Wednesday, April 23, 2014

Analysis of "University" by Karl Shapiro

Original poem reprinted online here: "University" by Karl Shapiro
Originally read: September 22, 2013
More information about the Poet: Karl Shapiro


Each stanza has three adjusted parts.  The first three lines four lines in the poem are left adjusted, then the next three lines are adjusted as though indented, and then the last line which is a couple spaces off from the previous three.

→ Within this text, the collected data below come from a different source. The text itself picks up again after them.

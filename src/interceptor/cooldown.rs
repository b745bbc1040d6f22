//! Per-user rate limiting of queries.

use std::collections::HashMap;
use std::sync::{Mutex, PoisonError};
use std::time::Duration;

use tokio::time::Instant;
use tracing::debug;

use super::Verdict;
use crate::model::{PostDestination, UserIdentifier};

/// Rejects a user's query if their previous admitted query was less than
/// `cooldown` ago.
#[derive(Debug)]
pub struct CooldownInterceptor {
    cooldown: Duration,
    exempt: Vec<String>,
    last_query: Mutex<HashMap<UserIdentifier, Instant>>,
}

impl CooldownInterceptor {
    /// `exempt` entries are either bare user ids or `adapter:user_id`.
    #[must_use]
    pub fn new(cooldown: Duration, exempt: Vec<String>) -> Self {
        Self {
            cooldown,
            exempt,
            last_query: Mutex::new(HashMap::new()),
        }
    }

    #[must_use]
    pub fn check(&self, dest: &PostDestination) -> Verdict {
        if self.cooldown.is_zero() {
            return Verdict::Allow;
        }
        let Some(user) = dest.identifier() else {
            return Verdict::Allow;
        };
        if dest.user_listed_in(&self.exempt) {
            return Verdict::Allow;
        }

        let now = Instant::now();
        let mut last_query = self
            .last_query
            .lock()
            .unwrap_or_else(PoisonError::into_inner);

        match last_query.get(&user) {
            Some(last) if now.duration_since(*last) < self.cooldown => {
                let remaining = self.cooldown - now.duration_since(*last);
                let secs = remaining.as_secs_f64().ceil() as u64;
                debug!(user = %user, remaining_secs = secs, "Query rejected by cooldown");
                Verdict::Deny(Some(format!(
                    "You are querying too fast, please wait {secs} more seconds."
                )))
            }
            _ => {
                last_query.insert(user, now);
                Verdict::Allow
            }
        }
    }
}

#[cfg(test)]
mod tests {
    use super::*;

    fn dest() -> PostDestination {
        PostDestination::user("onebot", "42")
    }

    #[tokio::test(start_paused = true)]
    async fn test_cooldown_window() {
        let interceptor = CooldownInterceptor::new(Duration::from_secs(60), vec![]);

        assert_eq!(interceptor.check(&dest()), Verdict::Allow);

        tokio::time::advance(Duration::from_millis(10_500)).await;
        assert_eq!(
            interceptor.check(&dest()),
            Verdict::Deny(Some(
                "You are querying too fast, please wait 50 more seconds.".to_string()
            ))
        );

        tokio::time::advance(Duration::from_millis(49_500)).await;
        assert_eq!(interceptor.check(&dest()), Verdict::Allow);

        // The admitted query restarted the clock.
        tokio::time::advance(Duration::from_secs(1)).await;
        assert!(!interceptor.check(&dest()).is_allowed());
    }

    #[tokio::test(start_paused = true)]
    async fn test_rejected_query_does_not_restart_clock() {
        let interceptor = CooldownInterceptor::new(Duration::from_secs(10), vec![]);
        assert!(interceptor.check(&dest()).is_allowed());

        tokio::time::advance(Duration::from_secs(9)).await;
        assert!(!interceptor.check(&dest()).is_allowed());

        tokio::time::advance(Duration::from_secs(1)).await;
        assert!(interceptor.check(&dest()).is_allowed());
    }

    #[tokio::test(start_paused = true)]
    async fn test_users_are_tracked_per_adapter() {
        let interceptor = CooldownInterceptor::new(Duration::from_secs(60), vec![]);
        assert!(interceptor.check(&PostDestination::user("onebot", "42")).is_allowed());
        assert!(interceptor.check(&PostDestination::user("telegram", "42")).is_allowed());
        assert!(!interceptor.check(&PostDestination::user("onebot", "42")).is_allowed());
    }

    #[tokio::test(start_paused = true)]
    async fn test_passes_without_cooldown_user_or_for_exempt() {
        let disabled = CooldownInterceptor::new(Duration::ZERO, vec![]);
        assert!(disabled.check(&dest()).is_allowed());
        assert!(disabled.check(&dest()).is_allowed());

        let interceptor = CooldownInterceptor::new(Duration::from_secs(60), vec!["onebot:42".into()]);
        assert!(interceptor.check(&dest()).is_allowed());
        assert!(interceptor.check(&dest()).is_allowed());

        let group_only = PostDestination::group("onebot", None, "100");
        assert!(interceptor.check(&group_only).is_allowed());
        assert!(interceptor.check(&group_only).is_allowed());
    }
}
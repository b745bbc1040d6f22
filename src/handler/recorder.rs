//! Short-lived memory of each destination's last request and response.

use std::collections::HashMap;
use std::sync::{Mutex, PoisonError};
use std::time::Duration;

use tokio::time::Instant;

use super::HandlerKind;
use crate::model::PostDestination;

#[derive(Debug, Clone, PartialEq, Eq)]
pub struct RequestRecord {
    pub kind: HandlerKind,
    pub args: Vec<String>,
    pub recorded_at: Instant,
}

/// Entries older than `expires_in` are dropped when read.
#[derive(Debug)]
pub struct Recorder {
    expires_in: Duration,
    requests: Mutex<HashMap<PostDestination, RequestRecord>>,
    responses: Mutex<HashMap<PostDestination, (u64, Instant)>>,
}

impl Recorder {
    #[must_use]
    pub fn new(expires_in: Duration) -> Self {
        Self {
            expires_in,
            requests: Mutex::new(HashMap::new()),
            responses: Mutex::new(HashMap::new()),
        }
    }

    pub fn record_request(&self, dest: &PostDestination, kind: HandlerKind, args: Vec<String>) {
        let record = RequestRecord {
            kind,
            args,
            recorded_at: Instant::now(),
        };
        self.requests
            .lock()
            .unwrap_or_else(PoisonError::into_inner)
            .insert(dest.clone(), record);
    }

    #[must_use]
    pub fn get_request(&self, dest: &PostDestination) -> Option<RequestRecord> {
        let mut requests = self.requests.lock().unwrap_or_else(PoisonError::into_inner);
        match requests.get(dest) {
            Some(record) if record.recorded_at.elapsed() < self.expires_in => Some(record.clone()),
            Some(_) => {
                requests.remove(dest);
                None
            }
            None => None,
        }
    }

    /// Remember the single illust last sent to `dest`.
    pub fn record_response(&self, dest: &PostDestination, illust_id: u64) {
        self.responses
            .lock()
            .unwrap_or_else(PoisonError::into_inner)
            .insert(dest.clone(), (illust_id, Instant::now()));
    }

    #[must_use]
    pub fn get_response(&self, dest: &PostDestination) -> Option<u64> {
        let mut responses = self.responses.lock().unwrap_or_else(PoisonError::into_inner);
        match responses.get(dest) {
            Some(&(illust_id, at)) if at.elapsed() < self.expires_in => Some(illust_id),
            Some(_) => {
                responses.remove(dest);
                None
            }
            None => None,
        }
    }
}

But this is the structure, what the poem does is attack structure "University" without holding back, especially the first line, "To hurt the Negro and avoid the Jew / Is the curriculum."  This is the academic side which butts up against incoming interpretations, "In mid - September / The entering boys, identified by hats / wander in a maze of mannered brick."  And what's the first thing of notice?  The curriculum?  The freshmen?

     Where boxwood and magnolia brood
     And columns with imperious stance
     Like rows of ante-bellum girls
        Eye them, outlanders.

Social anxiety.  Yes, the freshmen could be a comparative metaphor for the curriculum: new, interpreted, and somewhat eyed at -- they are both "outlanders" in some way.  But don't forget that the norm is related as a "feminine" construct, "ante-bellum girls."

The next stanza is more setting based, "In whited cells, on lawns equipped for peace, / Under the arch, and lofty banister, / Equals shake hands, unequals blankly pass;"  So this poem is a dreamland for Post-Colonial theorist.  Who has the power in this situation?  The "encompassing" campus reflects an inequality -- equals are cordial, unequals (the other) are ignored, right?  It's the trap since, "The exemplary weather whispers, 'quiet, quiet'" An uncontrollable outside source dictates (or at least asks) for silence for they to leave.

They?  " And visitors on tiptoe leave / for the raw North, the unfinished West"  something tells me this "University" is in the South-East with all the talk of "ante-bellum" and "negro" -- those that want more than silence leave while the other, "As the young, detecting an advantage / Practice a face."  Think of practicing a front.

So the focus is back on the youth, "When, on their separate hill, the colleges / Like manor houses of an older law" yes, let's pound on the archaic here again, "Gaze down embankments on a land in fee / The deans, dry spinsters over family plate,"  Two things here.  Past me stated to focus on "fee" and it's more of clever word play here, "land in fee" versus "land of the free."  Also note that "dry" is used in the verb and the adjective form.  The line by itself could reference how "deans" dry out "donors" (spinsters) or (the line extended further) how deans themselves have become spinsters who "Ring out the English name like coin"  Prestige, "Humor the snob and lure the lout / Within the precincts of this world / Poise is a club"  Poise here is looked at as a construct, and constructs can be personified.  Of course not necessarily literal -- but this is more of a set standard.

"But" of course a change, "on the neighboring range, misty and high, / The past is absolute"  This is some straight up  rhetoric which shows more of a "difference" -- "some luckless race / Dull with inbreeding and conformity / Wears out its heart, and comes barefoot and bad"  Now here's the question, how does these lines operate?  On one hand this commentary could be about the "visitors" those who leave conforming to the standard of "manifest destiny" or this line could be taken as a very sarcastic authorial intrusion.  The speaker does intrude through the rhetoric, granted.  But the rhetoric is more of a selling point -- "we are not the 'dull inbreeding with conformity' at our university we change" but don't move.

      For charity or jail.  The scholar
      Sanctions their obsolete disease;
      The gentlemen revolts with shame
         At his ancestor.

This part is tricky since the rhetoric above is slippery as far as tone and intonation is concerned.  Yes, here the plight of the scholar is a bit overblown, but the shaming of the ancestor is a powerful rhetorical piece which can refer to "critiquing" the past for personal gain (as some writers do *cough* this guy *cough) or shaming the past to illuminate failures -- but illumination doesn't necessarily mean enlightenment.

The last stanza plays with intent versus honor.  The focus is on the "true noblemen, once a democrat" whose "thought was shapely and whose dream was broad;"  At this point, please note the semi-colons used in this poem and how they are more used as a building device until this point, "This school he held his art and epitaph." Great, symbols and signs, how about his "dreams" and "thoughts"

     But now it takes from him his name,
     Falls open like a dishonest look,
     And shows us, rotted and endowed,
         Its senile pleasure.

So harsh to donors.  But what is here is the exposing of the symbol -- "University" as "rotted and endowed" with "its senile pleasure."  Not progression, but stuck in the past.

Anti-intellectualism? Probably the strongest poem, but not the strongest argument which is comprised of superficially changed texts, unwelcome foreigners, bleeding of alumni and donors and then honoring them with not good progress, but lies.  The conceit of the statements that they should be universally appropriated, and that depends on the reader on that. (I agree though).